I have been in that situation many times–angry and blaming someone else for my own faults. Sometimes I discovered my error too late to apologize, and I think back on those occasions with deep shame and sorrow for the wounding I caused. But humble apologies can’t fix everything–the wounding for which I apologize can keep festering, hurt the relationship, and spread out to harm others. I feel just as wary of my apologetic customer today as yesterday, and that wariness spreads over onto other customers who might also lose their temper. I now feel an unhealthy degree of anxiety about making mistakes, and that makes me more likely to judge the mistakes of my colleagues. It is a subtle change, often subconscious, but it taints the air.

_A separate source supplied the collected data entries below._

//! Core data model for Level-2 trade prints.
//!
//! A [`Tick`] is one executed trade with an optional best-level quote
//! snapshot attached. Ticks are read-only inputs to the pipeline; all
//! timestamps are event time in milliseconds, which keeps historical replay
//! deterministic (no wall clock anywhere in the core).

use serde::{Deserialize, Serialize};

/// Trade direction as reported by the exchange feed.
///
/// Heterogeneous source encodings (strings, flags) are resolved to this
/// closed variant at the adapter boundary; the core never inspects strings.
#[derive(Debug, Clone, Copy, PartialEq, Eq, Hash, Serialize, Deserialize)]
pub enum Direction {
    /// Active buy (taker lifted the ask).
    Buy,
    /// Active sell (taker hit the bid).
    Sell,
    /// Neutral or unknown.
    Neutral,
}

/// Ways a tick can be malformed.
///
/// Malformed ticks are tagged `NOISE` by the classifier and counted; they
/// never abort a session.
#[derive(Debug, Clone, Copy, PartialEq, Eq)]
pub enum TickFault {
    /// Price is zero or negative.
    NonPositivePrice,
    /// Volume is zero.
    ZeroVolume,
    /// Amount is negative.
    NegativeAmount,
    /// Best ask below best bid.
    InvertedQuote,
}

/// One executed trade print with best-level quote context.
///
/// `amount` is authoritative for all currency accumulations; `amount /
/// volume` is the effective execution price used for VWAPs. Consistency
/// with `price × volume × lot_size` is checked but not enforced (some
/// feeds report rounded amounts).
#[derive(Debug, Clone, PartialEq, Serialize, Deserialize)]
pub struct Tick {
    /// Event timestamp, milliseconds. Non-decreasing within a session.
    pub timestamp_ms: i64,

    /// Instrument identifier (opaque to the core).
    pub symbol: String,

    /// Execution price.
    pub price: f64,

    /// Executed volume in lots.
    pub volume: u64,

    /// Executed amount in currency units.
    pub amount: f64,

    /// Taker direction.
    pub direction: Direction,

    /// Best bid price at the moment of the print, if known.
    #[serde(skip_serializing_if = "Option::is_none")]
    pub bid1_price: Option<f64>,

    /// Best bid volume in lots, if known.
    #[serde(skip_serializing_if = "Option::is_none")]
    pub bid1_volume: Option<u64>,

    /// Best ask price at the moment of the print, if known.
    #[serde(skip_serializing_if = "Option::is_none")]
    pub ask1_price: Option<f64>,

    /// Best ask volume in lots, if known.
    #[serde(skip_serializing_if = "Option::is_none")]
    pub ask1_volume: Option<u64>,
}

impl Tick {
    /// Create a tick without quote context.
    pub fn new(
        timestamp_ms: i64,
        symbol: impl Into<String>,
        price: f64,
        volume: u64,
        amount: f64,
        direction: Direction,
    ) -> Self {
        Self {
            timestamp_ms,
            symbol: symbol.into(),
            price,
            volume,
            amount,
            direction,
            bid1_price: None,
            bid1_volume: None,
            ask1_price: None,
            ask1_volume: None,
        }
    }

    /// Attach a best-level quote snapshot.
    pub fn with_quote(
        mut self,
        bid1_price: f64,
        bid1_volume: u64,
        ask1_price: f64,
        ask1_volume: u64,
    ) -> Self {
        self.bid1_price = Some(bid1_price);
        self.bid1_volume = Some(bid1_volume);
        self.ask1_price = Some(ask1_price);
        self.ask1_volume = Some(ask1_volume);
        self
    }

    /// Check the tick for structural malformedness.
    ///
    /// Returns the first fault found, or `None` for a well-formed tick.
    pub fn fault(&self) -> Option<TickFault> {
        if self.price <= 0.0 {
            return Some(TickFault::NonPositivePrice);
        }
        if self.volume == 0 {
            return Some(TickFault::ZeroVolume);
        }
        if self.amount < 0.0 {
            return Some(TickFault::NegativeAmount);
        }
        if let (Some(bid), Some(ask)) = (self.bid1_price, self.ask1_price) {
            if ask < bid {
                return Some(TickFault::InvertedQuote);
            }
        }
        None
    }

    /// Whether both best-level prices are present.
    pub fn has_quote(&self) -> bool {
        self.bid1_price.is_some() && self.ask1_price.is_some()
    }

    /// Whether `amount` agrees with `price × volume × lot_size` within a
    /// relative tolerance.
    ///
    /// Rounded feed amounts make small discrepancies normal; large ones
    /// are counted as a quality signal. `amount` stays authoritative
    /// either way.
    pub fn amount_consistent(&self, lot_size: f64, tolerance: f64) -> bool {
        let expected = self.price * self.volume as f64 * lot_size;
        if expected <= 0.0 {
            return true;
        }
        (self.amount - expected).abs() <= tolerance * expected
    }
}

#[cfg(test)]
mod tests {
    use super::*;

    fn base_tick() -> Tick {
        Tick::new(1_000, "600000", 10.0, 100, 1_000.0, Direction::Buy)
    }

    #[test]
    fn test_well_formed_tick_has_no_fault() {
        assert_eq!(base_tick().fault(), None);
    }

    #[test]
    fn test_fault_detection() {
        let mut t = base_tick();
        t.price = 0.0;
        assert_eq!(t.fault(), Some(TickFault::NonPositivePrice));

        let mut t = base_tick();
        t.volume = 0;
        assert_eq!(t.fault(), Some(TickFault::ZeroVolume));

        let mut t = base_tick();
        t.amount = -1.0;
        assert_eq!(t.fault(), Some(TickFault::NegativeAmount));

        let t = base_tick().with_quote(10.05, 100, 10.00, 100);
        assert_eq!(t.fault(), Some(TickFault::InvertedQuote));
    }

    #[test]
    fn test_quote_presence() {
        assert!(!base_tick().has_quote());
        assert!(base_tick().with_quote(9.99, 50, 10.01, 50).has_quote());
    }

    #[test]
    fn test_amount_consistency() {
        // 10.0 × 100 × 1.0 = 1000, exact
        assert!(base_tick().amount_consistent(1.0, 0.01));

        let mut t = base_tick();
        t.amount = 1_200.0; // 20% off
        assert!(!t.amount_consistent(1.0, 0.01));

        // Rounded amounts inside tolerance pass
        let mut t = base_tick();
        t.amount = 1_005.0;
        assert!(t.amount_consistent(1.0, 0.01));
    }
}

On their face, apologies seem to be expressions of grace, but they can just as easily come from legalism and will then often spawn further ungracious ripples. My customer was primarily chagrined about his wrong evaluation, not his anger. If I really had mixed the wrong paint, he would have felt justified in being angry–I wasted his time and money with my carelessness. In other words, he was following a strict legal code–fault deserves anger, the greater the fault the greater the righteous anger. He saw his failure as misapplying the legal code, in this case his anger was unjustified. In contrast, grace says we all fail so let’s be patient with each other’s mistakes. Just say no to anger, even when the other person really is at fault.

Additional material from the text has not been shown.